Requirement: In the records below, find the line holding "in a mutex." and the line holding "impl<K: Hash +". Set down both, with every line between them, exactly.

Collected data entries
+++
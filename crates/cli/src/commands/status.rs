//! `agentbridge status`: backend reachability and configuration summary.

use std::path::Path;

use agentbridge_backend::LettaClient;
use agentbridge_core::backend::AgentBackend;

use super::{config_file, load_config};

pub async fn run(config_path: Option<&Path>) -> Result<(), Box<dyn std::error::Error>> {
    let config = load_config(config_path)?;

    println!("AgentBridge Status");
    println!("==================");
    println!("  Config file:  {}", config_file(config_path).display());
    println!("  Backend:      {}", config.backend.base_url);
    println!(
        "  API key:      {}",
        if config.backend.api_key.is_some() { "set" } else { "not set" }
    );
    if let Some(project) = &config.backend.project {
        println!("  Project:      {project}");
    }
    println!("  Gateway:      {}:{}", config.gateway.host, config.gateway.port);
    println!(
        "  Sessions:     {} entries, {}s TTL",
        config.sessions.max_entries, config.sessions.ttl_seconds
    );
    println!("  Tool prefix:  {}", config.tools.prefix);

    if config.is_hosted_backend() && config.backend.api_key.is_none() {
        println!("\n  ⚠️  Hosted backend without an API key; set LETTA_API_KEY");
    }

    let client = LettaClient::from_config(&config.backend)?;
    match client.list_agents().await {
        Ok(agents) => println!("\n  ✅ Backend reachable ({} agents)", agents.len()),
        Err(e) => println!("\n  ❌ Backend unreachable: {e}"),
    }

    Ok(())
}
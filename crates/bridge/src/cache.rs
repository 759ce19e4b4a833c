//! Bounded key-value cache with lazy TTL expiry and LRU eviction.
//!
//! Entries are kept in an `IndexMap` ordered from least to most recently
//! used, so eviction pops the front and a hit moves the entry to the back.
//! Expiry is lazy: stale entries are dropped when they are looked up or
//! when `items()` sweeps the map.
//!
//! Not internally synchronized. Owners wrap it in a mutex.

use indexmap::IndexMap;
use std::borrow::Borrow;
use std::hash::Hash;
use std::time::Duration;
use tokio::time::Instant;

struct Entry<V> {
    value: V,
    touched: Instant,
}

impl<V> Entry<V> {
    fn is_expired(&self, ttl: Duration, now: Instant) -> bool {
        now.duration_since(self.touched) > ttl
    }
}

/// A TTL + capacity bounded cache.
pub struct TtlCache<K, V> {
    entries: IndexMap<K, Entry<V>>,
    max_entries: usize,
    ttl: Duration,
}

impl<K: Hash + Eq, V: Clone> TtlCache<K, V> {
    pub fn new(max_entries: usize, ttl: Duration) -> Self {
        Self {
            entries: IndexMap::new(),
            max_entries: max_entries.max(1),
            ttl,
        }
    }

    /// Look up a live entry, refreshing its timestamp and recency.
    ///
    /// An expired entry is removed and reported as absent.
    pub fn get<Q>(&mut self, key: &Q) -> Option<V>
    where
        K: Borrow<Q>,
        Q: Hash + Eq + ?Sized,
    {
        let idx = self.entries.get_index_of(key)?;
        let now = Instant::now();

        let expired = self
            .entries
            .get_index(idx)
            .is_some_and(|(_, entry)| entry.is_expired(self.ttl, now));
        if expired {
            self.entries.shift_remove_index(idx);
            return None;
        }

        let last = self.entries.len() - 1;
        self.entries.move_index(idx, last);
        let (_, entry) = self.entries.get_index_mut(last)?;
        entry.touched = now;
        Some(entry.value.clone())
    }

    /// Insert or overwrite, marking the key most recently used.
    pub fn set(&mut self, key: K, value: V) {
        let entry = Entry {
            value,
            touched: Instant::now(),
        };
        // Re-inserting an existing key keeps its slot, so move it explicitly
        let (idx, _) = self.entries.insert_full(key, entry);
        let last = self.entries.len() - 1;
        self.entries.move_index(idx, last);

        while self.entries.len() > self.max_entries {
            self.entries.shift_remove_index(0);
        }
    }

    pub fn remove<Q>(&mut self, key: &Q) -> Option<V>
    where
        K: Borrow<Q>,
        Q: Hash + Eq + ?Sized,
    {
        self.entries.shift_remove(key).map(|entry| entry.value)
    }

    /// Drop expired entries and return the live ones, least recently used first.
    pub fn items(&mut self) -> Vec<(K, V)>
    where
        K: Clone,
    {
        let now = Instant::now();
        let ttl = self.ttl;
        self.entries.retain(|_, entry| !entry.is_expired(ttl, now));
        self.entries
            .iter()
            .map(|(key, entry)| (key.clone(), entry.value.clone()))
            .collect()
    }

    /// Number of stored entries, including ones that expired but were not swept yet.
    pub fn len(&self) -> usize {
        self.entries.len()
    }

    pub fn is_empty(&self) -> bool {
        self.entries.is_empty()
    }

    pub fn max_entries(&self) -> usize {
        self.max_entries
    }

    pub fn ttl(&self) -> Duration {
        self.ttl
    }
}
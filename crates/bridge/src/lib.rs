//! # AgentBridge Bridge
//!
//! Per-request reconciliation between a stateless chat-completions caller
//! and a stateful agent backend: system prompt overlays, proxy tool sync,
//! and the outbound message batch.

pub mod bridge;
pub mod cache;
pub mod directory;
pub mod locks;
pub mod overlay;
pub mod overlay_store;
pub mod reconcile;
pub mod session_key;
pub mod tools;

#[cfg(test)]
pub(crate) mod test_helpers;

pub use bridge::{Bridge, PreparedTurn, TurnRequest};
pub use cache::TtlCache;
pub use directory::AgentDirectory;
pub use locks::KeyedLocks;
pub use overlay::{OverlayDebugDump, OverlayManager, OverlayOutcome, SessionDebug};
pub use overlay_store::{SessionOverlayState, SessionOverlayStore};
pub use reconcile::OutboundBatch;
pub use session_key::{SESSION_HEADER, SessionKeyDeriver};
pub use tools::{ToolMapping, ToolSyncReport, ToolSynchronizer};
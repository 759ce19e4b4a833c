//! Proxy tool source rendering.
//!
//! The backend executes registered tools server-side, so every proxy tool
//! needs a body. The body never does real work: it packages its arguments
//! into a `proxy_tool_call` envelope that the agent hands back to the
//! gateway, which forwards the call to the caller.

use agentbridge_core::tool::{ParamKind, ProxyToolStub, StubParameter};

/// Render the Python source registered for a proxy tool.
pub fn render_source(stub: &ProxyToolStub) -> String {
    let signature = stub
        .parameters
        .iter()
        .filter(|p| is_identifier(&p.name))
        .map(render_parameter)
        .collect::<Vec<_>>()
        .join(", ");

    let required = stub
        .required
        .iter()
        .filter(|name| is_identifier(name))
        .map(|name| format!("'{name}'"))
        .collect::<Vec<_>>()
        .join(", ");

    format!(
        r#"def {def_name}({signature}):
    """{doc}"""
    import inspect
    import json
    import uuid

    frame = inspect.currentframe()
    names, _, _, values = inspect.getargvalues(frame)
    required = [{required}]
    arguments = {{
        k: values[k]
        for k in names
        if values[k] not in (None, '', 0, [], {{}}) or k in required
    }}

    return {{
        "type": "proxy_tool_call",
        "tool_call_id": "call_" + uuid.uuid4().hex[:8],
        "function": {{
            "name": {caller_name},
            "arguments": json.dumps(arguments),
        }},
    }}
"#,
        def_name = stub.registered_name,
        doc = escape_docstring(&stub.description),
        caller_name = string_literal(&stub.caller_name),
    )
}

/// A JSON string literal, which Python also parses as a `str`.
fn string_literal(text: &str) -> String {
    serde_json::to_string(text).unwrap_or_else(|_| "''".into())
}

fn render_parameter(param: &StubParameter) -> String {
    let (annotation, default) = match param.kind {
        ParamKind::String => ("str", "''"),
        ParamKind::Number => ("float", "0"),
        ParamKind::Boolean => ("bool", "False"),
        ParamKind::Array => ("list", "[]"),
        ParamKind::Object => ("dict", "{}"),
    };
    format!("{}: {annotation} = {default}", param.name)
}

/// Parameter names become Python identifiers; anything else is skipped.
fn is_identifier(name: &str) -> bool {
    let mut chars = name.chars();
    match chars.next() {
        Some(c) if c.is_ascii_alphabetic() || c == '_' => {}
        _ => return false,
    }
    chars.all(|c| c.is_ascii_alphanumeric() || c == '_')
}

fn escape_docstring(text: &str) -> String {
    text.replace('\\', "\\\\").replace("\"\"\"", "\\\"\\\"\\\"")
}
+++
Expected answer:
//! Not internally synchronized. Owners wrap it in a mutex.

use indexmap::IndexMap;
use std::borrow::Borrow;
use std::hash::Hash;
use std::time::Duration;
use tokio::time::Instant;

struct Entry<V> {
    value: V,
    touched: Instant,
}

impl<V> Entry<V> {
    fn is_expired(&self, ttl: Duration, now: Instant) -> bool {
        now.duration_since(self.touched) > ttl
    }
}

/// A TTL + capacity bounded cache.
pub struct TtlCache<K, V> {
    entries: IndexMap<K, Entry<V>>,
    max_entries: usize,
    ttl: Duration,
}

impl<K: Hash + Eq, V: Clone> TtlCache<K, V> {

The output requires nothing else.